We are learning to accept life’s normal ups and downs, the physical changes we experience with aging, find meaningful pursuits, optimize what we can while minimizing what we don’t need, and stay healthy. These are all pillars of building inner beauty in our lives so that it shows on our faces.
The irony is that while the media and the internet inundate us with easy access to skincare, self-care advice, and products that work, women are pushing back at advertisers who try to prey on insecurities, fears, and anxieties.
Beauty is more than make-up and a good haircut. Feeling calm and relaxed, being rested, clean, alert, and keeping our hair and skin hydrated are all far more naturally attractive than a face hidden underneath makeup (although we love to play with makeup, too!).
A study performed in 2015 found that men actually find women to look more attractive as they age and mature. Studies have also shown that being willing to try new things and take some minor risks, among other traits, is associated with attractiveness. Why aren’t we doing more studies about it? Imagine if we could find more ways to make ourselves feel beautiful aside from daily regimes built around our appearance?
The Halo Effect
The same study found that kindness and friendliness are also often associated with physical attractiveness and that these personality traits may represent a “halo effect,” which is a hypothesis that the presence of pleasant personality traits will make someone appear more attractive. We don’t care about wrinkles on a person who is friendly, trustworthy and kind.

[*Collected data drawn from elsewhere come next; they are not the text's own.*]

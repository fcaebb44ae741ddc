//! Procedures: host-driven ramps, firmware procedures and the controller

mod common;

use std::time::Duration;

use pretty_assertions::assert_eq;
use tokio::sync::broadcast;
use tokio_util::sync::CancellationToken;

use sonicamp_core::device::DeviceError;
use sonicamp_core::events::Event;
use sonicamp_core::procedures::{
    HoldDuration, Procedure, ProcedureArgs, ProcedureController, ProcedureType, RampArgs,
    RamperLocal, RamperRemote, ScanArgs, TuneArgs,
};

use common::{commands, connect, legacy_catch, MockDevice};

fn ramp(start: i64, stop: i64, step: i64, hold_on_ms: f64, hold_off_ms: f64) -> ProcedureArgs {
    ProcedureArgs::Ramp(RampArgs {
        start,
        stop,
        step,
        hold_on: HoldDuration::ms(hold_on_ms),
        hold_off: HoldDuration::ms(hold_off_ms),
    })
}

async fn wait_for_commands(mock: &MockDevice, count: usize) {
    tokio::time::timeout(Duration::from_secs(2), async {
        while commands(&mock.requests()).len() < count {
            tokio::time::sleep(Duration::from_millis(5)).await;
        }
    })
    .await
    .unwrap_or_else(|_| panic!("device never received {count} commands"));
}

async fn wait_for_request(mock: &MockDevice, request: &str) {
    tokio::time::timeout(Duration::from_secs(2), async {
        while !mock.requests().iter().any(|r| r == request) {
            tokio::time::sleep(Duration::from_millis(5)).await;
        }
    })
    .await
    .unwrap_or_else(|_| panic!("device never received {request}"));
}

fn procedure_events(events: &mut broadcast::Receiver<Event>) -> Vec<Event> {
    let mut seen = Vec::new();
    while let Ok(event) = events.try_recv() {
        if matches!(
            event,
            Event::ProcedureRunning { .. } | Event::ProcedureStopped
        ) {
            seen.push(event);
        }
    }
    seen
}

#[tokio::test]
async fn test_local_ramp_writes() {
    let mock = legacy_catch();
    let device = connect(&mock).await;

    RamperLocal
        .execute(
            &device,
            &ramp(1_000_000, 1_000_200, 100, 10.0, 0.0),
            &CancellationToken::new(),
        )
        .await
        .unwrap();

    let requests = mock.requests();
    assert_eq!(requests[0], "?");
    // Pre-step sets the first value before `!ON`; the loop then sets it again
    assert_eq!(
        commands(&requests),
        vec![
            "!f=1000000",
            "!ON",
            "!f=1000000",
            "!f=1000100",
            "!f=1000200",
            "!OFF"
        ]
    );
    assert_eq!(device.status().snapshot().signal(), Some(false));
}

#[tokio::test]
async fn test_pulsed_local_ramp() {
    let mock = legacy_catch();
    let device = connect(&mock).await;

    RamperLocal
        .execute(
            &device,
            &ramp(2000, 1800, 100, 5.0, 5.0),
            &CancellationToken::new(),
        )
        .await
        .unwrap();

    assert_eq!(
        commands(&mock.requests()),
        vec![
            "!f=2000", "!ON", "!f=2000", "!ON", "!OFF", "!f=1900", "!ON", "!OFF", "!f=1800", "!ON",
            "!OFF", "!OFF"
        ]
    );
}

#[tokio::test]
async fn test_zero_step_is_rejected() {
    let mock = legacy_catch();
    let device = connect(&mock).await;

    let result = RamperLocal
        .execute(&device, &ramp(0, 100, 0, 1.0, 0.0), &CancellationToken::new())
        .await;
    assert!(matches!(result, Err(DeviceError::InvalidArgument(_))));
}

#[tokio::test]
async fn test_ramps_at_the_integer_bounds_send_nothing() {
    let mock = legacy_catch();
    let device = connect(&mock).await;

    for args in [
        ramp(i64::MAX - 1, i64::MAX, 1, 1.0, 0.0),
        ramp(i64::MIN + 1, i64::MIN, 1, 1.0, 0.0),
        ramp(0, 10, i64::MIN, 1.0, 0.0),
        ramp(1_000_000, 20_000_000, 1, 1.0, 0.0),
    ] {
        let result = RamperLocal
            .execute(&device, &args, &CancellationToken::new())
            .await;
        assert!(
            matches!(result, Err(DeviceError::InvalidArgument(_))),
            "{args:?} gave {result:?}"
        );
    }
    assert!(mock.requests().is_empty());
}

#[tokio::test]
async fn test_firmware_ramp_out_of_range_sends_nothing() {
    let mock = MockDevice::demo(6);
    let device = connect(&mock).await;
    mock.clear();

    let result = RamperRemote
        .execute(
            &device,
            &ramp(i64::MAX - 1, i64::MAX, 1, 1.0, 0.0),
            &CancellationToken::new(),
        )
        .await;
    assert!(matches!(result, Err(DeviceError::InvalidArgument(_))));
    assert!(mock.requests().is_empty());
}

#[tokio::test]
async fn test_stopping_a_ramp_switches_the_signal_off() {
    let mock = legacy_catch();
    let device = connect(&mock).await;
    let mut events = device.events().subscribe();
    let controller = ProcedureController::new(device.clone());

    controller
        .execute(ramp(1_000_000, 2_000_000, 100, 10_000.0, 0.0))
        .unwrap();
    assert_eq!(controller.running_procedure(), Some(ProcedureType::Ramp));
    // first value, signal on, first step
    wait_for_commands(&mock, 3).await;

    controller.stop().await;

    assert!(!controller.is_running());
    let requests = commands(&mock.requests());
    assert_eq!(requests, vec!["!f=1000000", "!ON", "!f=1000000", "!OFF"]);
    assert_eq!(
        procedure_events(&mut events),
        vec![
            Event::ProcedureRunning {
                procedure: "ramp".to_string()
            },
            Event::ProcedureStopped,
        ]
    );
}

#[tokio::test]
async fn test_one_procedure_at_a_time() {
    let mock = legacy_catch();
    let device = connect(&mock).await;
    let controller = ProcedureController::new(device);

    controller
        .execute(ramp(1000, 5000, 100, 10_000.0, 0.0))
        .unwrap();
    assert!(matches!(
        controller.execute(ramp(1000, 2000, 100, 1.0, 0.0)),
        Err(DeviceError::ProcedureAlreadyRunning)
    ));
    controller.stop().await;

    // Free again once stopped
    controller.execute(ramp(1000, 1000, 100, 1.0, 0.0)).unwrap();
    controller.wait().await.unwrap();
}

#[tokio::test]
async fn test_legacy_devices_have_no_firmware_procedures() {
    let mock = legacy_catch();
    let device = connect(&mock).await;
    let controller = ProcedureController::new(device);

    assert_eq!(controller.supported(), vec![ProcedureType::Ramp]);
    assert!(matches!(
        controller.execute(ProcedureArgs::Scan(ScanArgs::default())),
        Err(DeviceError::ProcedureUnsupported(_))
    ));
}

#[tokio::test]
async fn test_firmware_scan_runs_to_completion() {
    let mock = MockDevice::demo(21);
    let device = connect(&mock).await;
    let controller = ProcedureController::new(device.clone());
    assert_eq!(
        controller.supported(),
        vec![
            ProcedureType::Ramp,
            ProcedureType::Scan,
            ProcedureType::Tune,
            ProcedureType::Auto,
        ]
    );
    mock.clear();

    controller
        .execute(ProcedureArgs::Scan(ScanArgs {
            gain: 20,
            f_range: 50_000,
            f_step: 500,
            t_step: HoldDuration::ms(1.0),
        }))
        .unwrap();
    tokio::time::timeout(Duration::from_secs(5), controller.wait())
        .await
        .expect("scan finishes")
        .unwrap();

    assert_eq!(
        commands(&mock.requests()),
        vec![
            "!scan_gain=20",
            "!scan_f_range=50000",
            "!scan_f_step=500",
            "!scan_t_step=1",
            "!scan",
        ]
    );
    assert_eq!(device.status().snapshot().procedure(), Some(0));
}

#[tokio::test]
async fn test_firmware_ramp() {
    let mock = MockDevice::demo(4);
    let device = connect(&mock).await;
    let controller = ProcedureController::new(device.clone());
    mock.clear();

    controller.execute(ramp(1000, 1200, 100, 10.0, 0.0)).unwrap();
    tokio::time::timeout(Duration::from_secs(5), controller.wait())
        .await
        .expect("ramp finishes")
        .unwrap();

    assert_eq!(commands(&mock.requests()), vec!["!ramp=1000,1200,100,10,0"]);
}

#[tokio::test]
async fn test_cancelled_tune_releases_signal() {
    let mock = MockDevice::demo(8);
    let device = connect(&mock).await;
    let controller = ProcedureController::new(device.clone());

    controller
        .execute(ProcedureArgs::Tune(TuneArgs {
            t_time: HoldDuration::s(60.0),
            ..TuneArgs::default()
        }))
        .unwrap();
    wait_for_request(&mock, "!tune").await;
    controller.stop().await;

    assert_eq!(commands(&mock.requests()).last().map(String::as_str), Some("!OFF"));
    assert_eq!(device.status().snapshot().signal(), Some(false));
}

#[tokio::test]
async fn test_disconnect_cancels_running_procedure() {
    let mock = MockDevice::demo(13);
    let device = connect(&mock).await;
    let controller = ProcedureController::new(device.clone());

    controller
        .execute(ProcedureArgs::Tune(TuneArgs {
            t_time: HoldDuration::s(60.0),
            ..TuneArgs::default()
        }))
        .unwrap();
    wait_for_request(&mock, "!tune").await;
    device.disconnect().await;

    let result = tokio::time::timeout(Duration::from_secs(2), controller.wait())
        .await
        .expect("procedure ends with the device");
    assert!(result.is_err());
}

This isn’t to say that lacking self-confidence makes you inherently unattractive. But being comfortable in your skin and able to understand and express your needs and wants in a relationship is important. Emotional maturity is a magnetic quality.
Women in midlife have lived. They have interesting insights and conversations.
Having confidence in yourself is also very attractive. Knowing what you want and seeking it out is liberating rather than relinquishing those decisions to others. Self-confidence doesn’t always come naturally and can be challenging to achieve when the media pounds us with messages about what is and isn’t attractive and who we should be. Not everyone is in the same life position nor has the same comforts and much of our inner happiness comes from peace of mind.
Growing up, I somehow internalized a media message that the age of a woman’s beauty and vitality began fading by age 40. It was the beginning of being ‘old.’ But the stereotypes have changed and now we understand that at age 40, we are entering the most rewarding decades of our lives! We don’t worry about these numbers anymore. We feel vital and vibrant and this mentality positively affects our appearance.
Today’s women in midlife are creating a blueprint for younger generations when it comes to self-care. We are mastering our knowledge and application of great cosmetics and skin care products and sharing what we learn with our friends and family. But studies are showing that beyond maintaining clean, vital-looking skin, self-confidence and overall happiness contributes to our overall appearance, and that a combination of great skincare practices and feeling that our lives are interesting and fulfilling is the real winning combination when it comes to mastering the skincare game.